▶ [What you should do]:
From the data below, return each line in which the string "RgbaImage" is found.

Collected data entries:
────

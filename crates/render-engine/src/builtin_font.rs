//! Minimal 5x7 bitmap font used when no outline font can be loaded.
//!
//! Covers ASCII letters (lowercase drawn as uppercase), digits, and common
//! punctuation. Each glyph row is five bits, most significant bit leftmost.

use image::{Rgba, RgbaImage};
use imageproc::drawing::draw_filled_rect_mut;
use imageproc::rect::Rect;

pub const GLYPH_COLUMNS: u32 = 5;
pub const GLYPH_ROWS: u32 = 7;

/// Horizontal advance per glyph, in font cells (glyph plus one cell gap).
const ADVANCE_COLUMNS: u32 = GLYPH_COLUMNS + 1;

/// Bitmap rows for `c`, or `None` when the font has no glyph for it.
pub fn glyph(c: char) -> Option<[u8; 7]> {
    let rows = match c.to_ascii_uppercase() {
        ' ' => [0; 7],
        'A' => [0b01110, 0b10001, 0b10001, 0b11111, 0b10001, 0b10001, 0b10001],
        'B' => [0b11110, 0b10001, 0b10001, 0b11110, 0b10001, 0b10001, 0b11110],
        'C' => [0b01110, 0b10001, 0b10000, 0b10000, 0b10000, 0b10001, 0b01110],
        'D' => [0b11110, 0b10001, 0b10001, 0b10001, 0b10001, 0b10001, 0b11110],
        'E' => [0b11111, 0b10000, 0b10000, 0b11110, 0b10000, 0b10000, 0b11111],
        'F' => [0b11111, 0b10000, 0b10000, 0b11110, 0b10000, 0b10000, 0b10000],
        'G' => [0b01110, 0b10001, 0b10000, 0b10111, 0b10001, 0b10001, 0b01111],
        'H' => [0b10001, 0b10001, 0b10001, 0b11111, 0b10001, 0b10001, 0b10001],
        'I' => [0b01110, 0b00100, 0b00100, 0b00100, 0b00100, 0b00100, 0b01110],
        'J' => [0b00111, 0b00010, 0b00010, 0b00010, 0b00010, 0b10010, 0b01100],
        'K' => [0b10001, 0b10010, 0b10100, 0b11000, 0b10100, 0b10010, 0b10001],
        'L' => [0b10000, 0b10000, 0b10000, 0b10000, 0b10000, 0b10000, 0b11111],
        'M' => [0b10001, 0b11011, 0b10101, 0b10101, 0b10001, 0b10001, 0b10001],
        'N' => [0b10001, 0b10001, 0b11001, 0b10101, 0b10011, 0b10001, 0b10001],
        'O' => [0b01110, 0b10001, 0b10001, 0b10001, 0b10001, 0b10001, 0b01110],
        'P' => [0b11110, 0b10001, 0b10001, 0b11110, 0b10000, 0b10000, 0b10000],
        'Q' => [0b01110, 0b10001, 0b10001, 0b10001, 0b10101, 0b10010, 0b01101],
        'R' => [0b11110, 0b10001, 0b10001, 0b11110, 0b10100, 0b10010, 0b10001],
        'S' => [0b01111, 0b10000, 0b10000, 0b01110, 0b00001, 0b00001, 0b11110],
        'T' => [0b11111, 0b00100, 0b00100, 0b00100, 0b00100, 0b00100, 0b00100],
        'U' => [0b10001, 0b10001, 0b10001, 0b10001, 0b10001, 0b10001, 0b01110],
        'V' => [0b10001, 0b10001, 0b10001, 0b10001, 0b10001, 0b01010, 0b00100],
        'W' => [0b10001, 0b10001, 0b10001, 0b10101, 0b10101, 0b10101, 0b01010],
        'X' => [0b10001, 0b10001, 0b01010, 0b00100, 0b01010, 0b10001, 0b10001],
        'Y' => [0b10001, 0b10001, 0b01010, 0b00100, 0b00100, 0b00100, 0b00100],
        'Z' => [0b11111, 0b00001, 0b00010, 0b00100, 0b01000, 0b10000, 0b11111],
        '0' => [0b01110, 0b10001, 0b10011, 0b10101, 0b11001, 0b10001, 0b01110],
        '1' => [0b00100, 0b01100, 0b00100, 0b00100, 0b00100, 0b00100, 0b01110],
        '2' => [0b01110, 0b10001, 0b00001, 0b00010, 0b00100, 0b01000, 0b11111],
        '3' => [0b11111, 0b00010, 0b00100, 0b00010, 0b00001, 0b10001, 0b01110],
        '4' => [0b00010, 0b00110, 0b01010, 0b10010, 0b11111, 0b00010, 0b00010],
        '5' => [0b11111, 0b10000, 0b11110, 0b00001, 0b00001, 0b10001, 0b01110],
        '6' => [0b00110, 0b01000, 0b10000, 0b11110, 0b10001, 0b10001, 0b01110],
        '7' => [0b11111, 0b00001, 0b00010, 0b00100, 0b01000, 0b01000, 0b01000],
        '8' => [0b01110, 0b10001, 0b10001, 0b01110, 0b10001, 0b10001, 0b01110],
        '9' => [0b01110, 0b10001, 0b10001, 0b01111, 0b00001, 0b00010, 0b01100],
        '.' => [0b00000, 0b00000, 0b00000, 0b00000, 0b00000, 0b01100, 0b01100],
        ',' => [0b00000, 0b00000, 0b00000, 0b00000, 0b01100, 0b00100, 0b01000],
        '!' => [0b00100, 0b00100, 0b00100, 0b00100, 0b00100, 0b00000, 0b00100],
        '?' => [0b01110, 0b10001, 0b00001, 0b00010, 0b00100, 0b00000, 0b00100],
        '\'' | '\u{2019}' | '\u{2018}' => {
            [0b00100, 0b00100, 0b01000, 0b00000, 0b00000, 0b00000, 0b00000]
        }
        '"' | '\u{201C}' | '\u{201D}' => {
            [0b01010, 0b01010, 0b01010, 0b00000, 0b00000, 0b00000, 0b00000]
        }
        '-' | '\u{2013}' | '\u{2014}' => {
            [0b00000, 0b00000, 0b00000, 0b11111, 0b00000, 0b00000, 0b00000]
        }
        ':' => [0b00000, 0b01100, 0b01100, 0b00000, 0b01100, 0b01100, 0b00000],
        ';' => [0b00000, 0b01100, 0b01100, 0b00000, 0b01100, 0b00100, 0b01000],
        '(' => [0b00010, 0b00100, 0b01000, 0b01000, 0b01000, 0b00100, 0b00010],
        ')' => [0b01000, 0b00100, 0b00010, 0b00010, 0b00010, 0b00100, 0b01000],
        '/' => [0b00000, 0b00001, 0b00010, 0b00100, 0b01000, 0b10000, 0b00000],
        '&' => [0b01100, 0b10010, 0b10100, 0b01000, 0b10101, 0b10010, 0b01101],
        '%' => [0b11000, 0b11001, 0b00010, 0b00100, 0b01000, 0b10011, 0b00011],
        '#' => [0b01010, 0b01010, 0b11111, 0b01010, 0b11111, 0b01010, 0b01010],
        '+' => [0b00000, 0b00100, 0b00100, 0b11111, 0b00100, 0b00100, 0b00000],
        '=' => [0b00000, 0b00000, 0b11111, 0b00000, 0b11111, 0b00000, 0b00000],
        '_' => [0b00000, 0b00000, 0b00000, 0b00000, 0b00000, 0b00000, 0b11111],
        '*' => [0b00000, 0b00100, 0b10101, 0b01110, 0b10101, 0b00100, 0b00000],
        '@' => [0b01110, 0b10001, 0b00001, 0b01101, 0b10101, 0b10101, 0b01110],
        '$' => [0b00100, 0b01111, 0b10100, 0b01110, 0b00101, 0b11110, 0b00100],
        _ => return None,
    };
    Some(rows)
}

/// Size of one font cell in pixels for a nominal font size.
///
/// The glyph body is seven cells tall, so a cell is roughly a tenth of the
/// font size once line spacing is accounted for.
pub fn cell_size(font_size: u32) -> u32 {
    (font_size / 10).max(1)
}

/// Pixel extent of `text` at `font_size`. Unknown glyphs still advance.
pub fn measure(text: &str, font_size: u32) -> (u32, u32) {
    let cell = cell_size(font_size);
    let count = text.chars().count() as u32;
    if count == 0 {
        return (0, 0);
    }
    let width = (count * ADVANCE_COLUMNS - 1) * cell;
    (width, GLYPH_ROWS * cell)
}

/// Draw `text` with its top-left corner at `(x, y)`. Pixels falling outside
/// the canvas are clipped.
pub fn draw_text(canvas: &mut RgbaImage, color: Rgba<u8>, x: i32, y: i32, font_size: u32, text: &str) {
    let cell = cell_size(font_size);
    for (index, c) in text.chars().enumerate() {
        let Some(rows) = glyph(c) else {
            continue;
        };
        let origin_x = x + (index as u32 * ADVANCE_COLUMNS * cell) as i32;
        for (row, bits) in rows.iter().enumerate() {
            for col in 0..GLYPH_COLUMNS {
                if bits & (1 << (GLYPH_COLUMNS - 1 - col)) == 0 {
                    continue;
                }
                let rect = Rect::at(
                    origin_x + (col * cell) as i32,
                    y + (row as u32 * cell) as i32,
                )
                .of_size(cell, cell);
                draw_filled_rect_mut(canvas, rect, color);
            }
        }
    }
}
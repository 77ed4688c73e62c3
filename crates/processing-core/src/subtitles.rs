//! Caption sidecar files.
//!
//! A sidecar carries the same chunks that are burned into the clip, with the
//! same clip-relative cue times, so players that support soft subtitles show
//! text in sync with the rendered frames.

use std::fmt::Write as _;
use std::path::Path;

use reelcut_clip_model::caption::CaptionChunk;
use reelcut_common::error::ReelcutResult;

/// Sidecar dialects. They differ only in the header, cue numbering and the
/// millisecond separator.
#[derive(Debug, Clone, Copy, PartialEq, Eq)]
enum SidecarFormat {
    Srt,
    WebVtt,
}

impl SidecarFormat {
    fn for_path(path: &Path) -> Self {
        match path.extension().and_then(|e| e.to_str()) {
            Some(ext) if ext.eq_ignore_ascii_case("vtt") => Self::WebVtt,
            _ => Self::Srt,
        }
    }

    fn millis_separator(self) -> char {
        match self {
            Self::Srt => ',',
            Self::WebVtt => '.',
        }
    }

    fn render(self, chunks: &[CaptionChunk]) -> String {
        let mut out = match self {
            Self::Srt => String::new(),
            Self::WebVtt => String::from("WEBVTT\n\n"),
        };
        for (index, chunk) in chunks.iter().enumerate() {
            if self == Self::Srt {
                let _ = writeln!(out, "{}", index + 1);
            }
            let _ = writeln!(
                out,
                "{} --> {}",
                cue_time(chunk.relative_start, self.millis_separator()),
                cue_time(chunk.relative_end, self.millis_separator()),
            );
            let _ = writeln!(out, "{}\n", chunk.text);
        }
        out
    }
}

/// Numbered SubRip cues for the chunks of one clip.
pub fn generate_srt(chunks: &[CaptionChunk]) -> String {
    SidecarFormat::Srt.render(chunks)
}

/// WebVTT cues for the chunks of one clip.
pub fn generate_vtt(chunks: &[CaptionChunk]) -> String {
    SidecarFormat::WebVtt.render(chunks)
}

/// Write the chunks of a clip to `path`. A `.vtt` extension writes WebVTT;
/// every other path gets SubRip.
pub fn save_subtitles(chunks: &[CaptionChunk], path: &Path) -> ReelcutResult<()> {
    std::fs::write(path, SidecarFormat::for_path(path).render(chunks))?;
    Ok(())
}

/// `HH:MM:SS<sep>mmm`, rounded to the nearest millisecond.
fn cue_time(secs: f64, separator: char) -> String {
    let total_ms = (secs.max(0.0) * 1000.0).round() as u64;
    let hours = total_ms / 3_600_000;
    let minutes = total_ms / 60_000 % 60;
    let seconds = total_ms / 1000 % 60;
    let millis = total_ms % 1000;
    format!("{hours:02}:{minutes:02}:{seconds:02}{separator}{millis:03}")
}
//! Risk-tolerance profiles and the scoring quiz

mod quiz;

pub use quiz::{QuizOption, QuizQuestion, RiskAssessment, RiskQuiz};

use serde::{Deserialize, Serialize};
use std::fmt;
use thiserror::Error;

/// Highest score still classed as conservative
pub const CONSERVATIVE_MAX_SCORE: u32 = 4;

/// Highest score still classed as moderate
pub const MODERATE_MAX_SCORE: u32 = 7;

/// Investor risk appetite
#[derive(Debug, Clone, Copy, PartialEq, Eq, Hash, Serialize, Deserialize)]
pub enum RiskProfile {
    Conservative,
    Moderate,
    Aggressive,
}

impl RiskProfile {
    /// Classify a quiz score: <= 4 conservative, <= 7 moderate, else aggressive
    pub fn from_score(score: u32) -> Self {
        if score <= CONSERVATIVE_MAX_SCORE {
            RiskProfile::Conservative
        } else if score <= MODERATE_MAX_SCORE {
            RiskProfile::Moderate
        } else {
            RiskProfile::Aggressive
        }
    }

    pub fn as_str(&self) -> &'static str {
        match self {
            RiskProfile::Conservative => "Conservative",
            RiskProfile::Moderate => "Moderate",
            RiskProfile::Aggressive => "Aggressive",
        }
    }

    pub fn description(&self) -> &'static str {
        match self {
            RiskProfile::Conservative => {
                "You prefer safety and capital preservation. You're comfortable with lower, but more predictable returns."
            }
            RiskProfile::Moderate => {
                "You're willing to take on some risk for better returns, but still value a balanced approach to investing."
            }
            RiskProfile::Aggressive => {
                "You are comfortable with higher risk for the potential of high returns. You understand that markets can be volatile."
            }
        }
    }
}

impl fmt::Display for RiskProfile {
    fn fmt(&self, f: &mut fmt::Formatter<'_>) -> fmt::Result {
        f.write_str(self.as_str())
    }
}

/// Why a set of quiz answers could not be scored
#[derive(Debug, Clone, PartialEq, Eq, Error)]
pub enum QuizError {
    #[error("question {question_id} has not been answered")]
    Unanswered { question_id: u32 },

    #[error("{value} is not an option for question {question_id}")]
    InvalidOption { question_id: u32, value: u32 },

    #[error("question {question_id} is not part of this quiz")]
    UnknownQuestion { question_id: u32 },

    #[error("{given} answers given but the quiz has {expected} questions")]
    TooManyAnswers { given: usize, expected: usize },
}

#[cfg(test)]
mod tests {
    use super::*;

    #[test]
    fn test_score_thresholds() {
        assert_eq!(RiskProfile::from_score(3), RiskProfile::Conservative);
        assert_eq!(RiskProfile::from_score(4), RiskProfile::Conservative);
        assert_eq!(RiskProfile::from_score(5), RiskProfile::Moderate);
        assert_eq!(RiskProfile::from_score(7), RiskProfile::Moderate);
        assert_eq!(RiskProfile::from_score(8), RiskProfile::Aggressive);
        assert_eq!(RiskProfile::from_score(9), RiskProfile::Aggressive);
    }

    #[test]
    fn test_serde_names() {
        assert_eq!(serde_json::to_string(&RiskProfile::Moderate).unwrap(), "\"Moderate\"");
        let parsed: RiskProfile = serde_json::from_str("\"Aggressive\"").unwrap();
        assert_eq!(parsed, RiskProfile::Aggressive);
    }
}
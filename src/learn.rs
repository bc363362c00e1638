//! Financial learning hub content

use serde::Serialize;

pub const HUB_TITLE: &str = "Financial Learning Hub";
pub const HUB_TAGLINE: &str =
    "Empower yourself with knowledge. Start your journey to financial literacy here.";

/// One beginner-level reading topic
#[derive(Debug, Clone, Copy, PartialEq, Eq, Serialize)]
pub struct LearningPath {
    pub id: &'static str,
    pub title: &'static str,
    /// Lightly marked-up text; `**` marks emphasis
    pub content: &'static str,
}

impl LearningPath {
    /// Content without emphasis markers
    pub fn plain_text(&self) -> String {
        self.content.replace("**", "")
    }
}

pub const LEARNING_PATHS: &[LearningPath] = &[
    LearningPath {
        id: "investing-101",
        title: "Investing 101: The Basics",
        content: r#"Investing can seem complicated, but it's really just about making your money work for you. Think of it like planting a seed. You put a small amount of money (the seed) into an investment (the soil), and over time, it grows into a bigger amount (the plant).

Key Concepts:
- **Stocks:** Owning a small piece of a company.
- **Bonds:** Loaning money to a company or government.
- **Mutual Funds:** A basket of many stocks and/or bonds. This is like buying a fruit salad instead of just one type of fruit, which spreads out your risk (diversification).
- **SIP (Systematic Investment Plan):** A way to invest a fixed amount of money regularly into mutual funds. It's like a recurring payment that builds your wealth over time."#,
    },
    LearningPath {
        id: "tax-saving",
        title: "Tax-Saving Options",
        content: r#"In India, the government encourages you to save and invest by offering tax deductions on certain investments. This means you can reduce your taxable income and pay less tax.

Popular Options under Section 80C (up to Rs 1.5 lakh deduction):
- **PPF (Public Provident Fund):** A long-term, safe investment backed by the government. Lock-in period is 15 years.
- **ELSS (Equity Linked Savings Scheme):** A type of mutual fund with a shorter lock-in of 3 years. It invests in stocks, so it has higher risk but also potential for higher returns.
- **NPS (National Pension System):** A retirement-focused investment. It gives you tax benefits beyond the 80C limit as well."#,
    },
    LearningPath {
        id: "first-time-stock",
        title: "First-Time Stock Investor Guide",
        content: r#"Buying your first stock is exciting! Here's a simple guide:

1. **Open a Demat & Trading Account:** This is like a bank account for your stocks. You'll need your PAN card, Aadhaar card, and bank details.
2. **Do Your Research:** Don't just buy a stock because it's popular. Understand what the company does and its financial health. Start with large, well-known companies (often called "blue-chip" stocks).
3. **Start Small:** You don't need a lot of money to start. Invest an amount you're comfortable with losing, as stocks can be risky.
4. **Think Long-Term:** The stock market goes up and down. The key to wealth creation is to stay invested for a long time and not panic during downturns."#,
    },
];

/// Look up a path by id, ignoring case and surrounding whitespace
pub fn learning_path(id: &str) -> Option<&'static LearningPath> {
    let id = id.trim();
    LEARNING_PATHS.iter().find(|p| p.id.eq_ignore_ascii_case(id))
}
//! Projection output structures

use serde::{Deserialize, Serialize};

/// Position of the projection at the end of one year
///
/// All amounts are whole currency units. `returns_to_date` is derived from the
/// two rounded figures, so `invested_to_date + returns_to_date == total_to_date`
/// holds exactly.
#[derive(Debug, Clone, Copy, PartialEq, Eq, Serialize, Deserialize)]
pub struct YearlySnapshot {
    /// Year of the projection (1-indexed)
    pub year: u32,

    /// Principal contributed through this year
    pub invested_to_date: i64,

    /// Growth earned through this year
    pub returns_to_date: i64,

    /// Maturity value at this year boundary
    pub total_to_date: i64,
}

impl YearlySnapshot {
    /// Build a snapshot from rounded invested and total figures
    pub fn new(year: u32, invested_to_date: i64, total_to_date: i64) -> Self {
        Self {
            year,
            invested_to_date,
            returns_to_date: total_to_date - invested_to_date,
            total_to_date,
        }
    }
}

/// One bar of a stacked invested/returns chart
#[derive(Debug, Clone, Copy, PartialEq, Eq, Serialize, Deserialize)]
pub struct ChartPoint {
    pub year: u32,
    pub invested: i64,
    pub returns: i64,
    pub total: i64,
}

impl From<&YearlySnapshot> for ChartPoint {
    fn from(snapshot: &YearlySnapshot) -> Self {
        Self {
            year: snapshot.year,
            invested: snapshot.invested_to_date,
            returns: snapshot.returns_to_date,
            total: snapshot.total_to_date,
        }
    }
}

/// Complete projection result
#[derive(Debug, Clone, PartialEq, Eq, Serialize, Deserialize)]
pub struct ProjectionResult {
    /// Principal contributed over the full horizon
    pub total_invested: i64,

    /// Growth over the full horizon
    pub total_returns: i64,

    /// Maturity value at the end of the horizon
    pub total_value: i64,

    /// One snapshot per year, year-ascending
    pub yearly_series: Vec<YearlySnapshot>,
}

impl ProjectionResult {
    /// Assemble a result whose totals come from the final-year snapshot
    pub(crate) fn from_series(yearly_series: Vec<YearlySnapshot>) -> Self {
        let (total_invested, total_returns, total_value) = yearly_series
            .last()
            .map(|s| (s.invested_to_date, s.returns_to_date, s.total_to_date))
            .unwrap_or((0, 0, 0));

        Self {
            total_invested,
            total_returns,
            total_value,
            yearly_series,
        }
    }

    /// Number of years covered
    pub fn horizon_years(&self) -> u32 {
        self.yearly_series.len() as u32
    }

    /// Snapshot for a given 1-indexed year
    pub fn snapshot(&self, year: u32) -> Option<&YearlySnapshot> {
        if year == 0 {
            return None;
        }
        self.yearly_series.get(year as usize - 1)
    }

    /// Series in the shape a stacked bar chart consumes
    pub fn chart_points(&self) -> Vec<ChartPoint> {
        self.yearly_series.iter().map(ChartPoint::from).collect()
    }
}

#[cfg(test)]
mod tests {
    use super::*;

    #[test]
    fn test_snapshot_derives_returns() {
        let s = YearlySnapshot::new(3, 180_000, 216_431);
        assert_eq!(s.returns_to_date, 36_431);
        assert_eq!(s.invested_to_date + s.returns_to_date, s.total_to_date);
    }

    #[test]
    fn test_result_totals_follow_last_year() {
        let series = vec![
            YearlySnapshot::new(1, 60_000, 64_047),
            YearlySnapshot::new(2, 120_000, 136_216),
        ];
        let result = ProjectionResult::from_series(series);

        assert_eq!(result.total_invested, 120_000);
        assert_eq!(result.total_returns, 16_216);
        assert_eq!(result.total_value, 136_216);
        assert_eq!(result.horizon_years(), 2);
        assert_eq!(result.snapshot(1).map(|s| s.total_to_date), Some(64_047));
        assert!(result.snapshot(0).is_none());
        assert!(result.snapshot(3).is_none());
    }

    #[test]
    fn test_chart_points_mirror_series() {
        let result = ProjectionResult::from_series(vec![YearlySnapshot::new(1, 12_000, 12_809)]);
        let points = result.chart_points();

        assert_eq!(
            points,
            vec![ChartPoint { year: 1, invested: 12_000, returns: 809, total: 12_809 }]
        );
    }
}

────

▶ [Task output]:
use image::{Rgba, RgbaImage};
pub fn draw_text(canvas: &mut RgbaImage, color: Rgba<u8>, x: i32, y: i32, font_size: u32, text: &str) {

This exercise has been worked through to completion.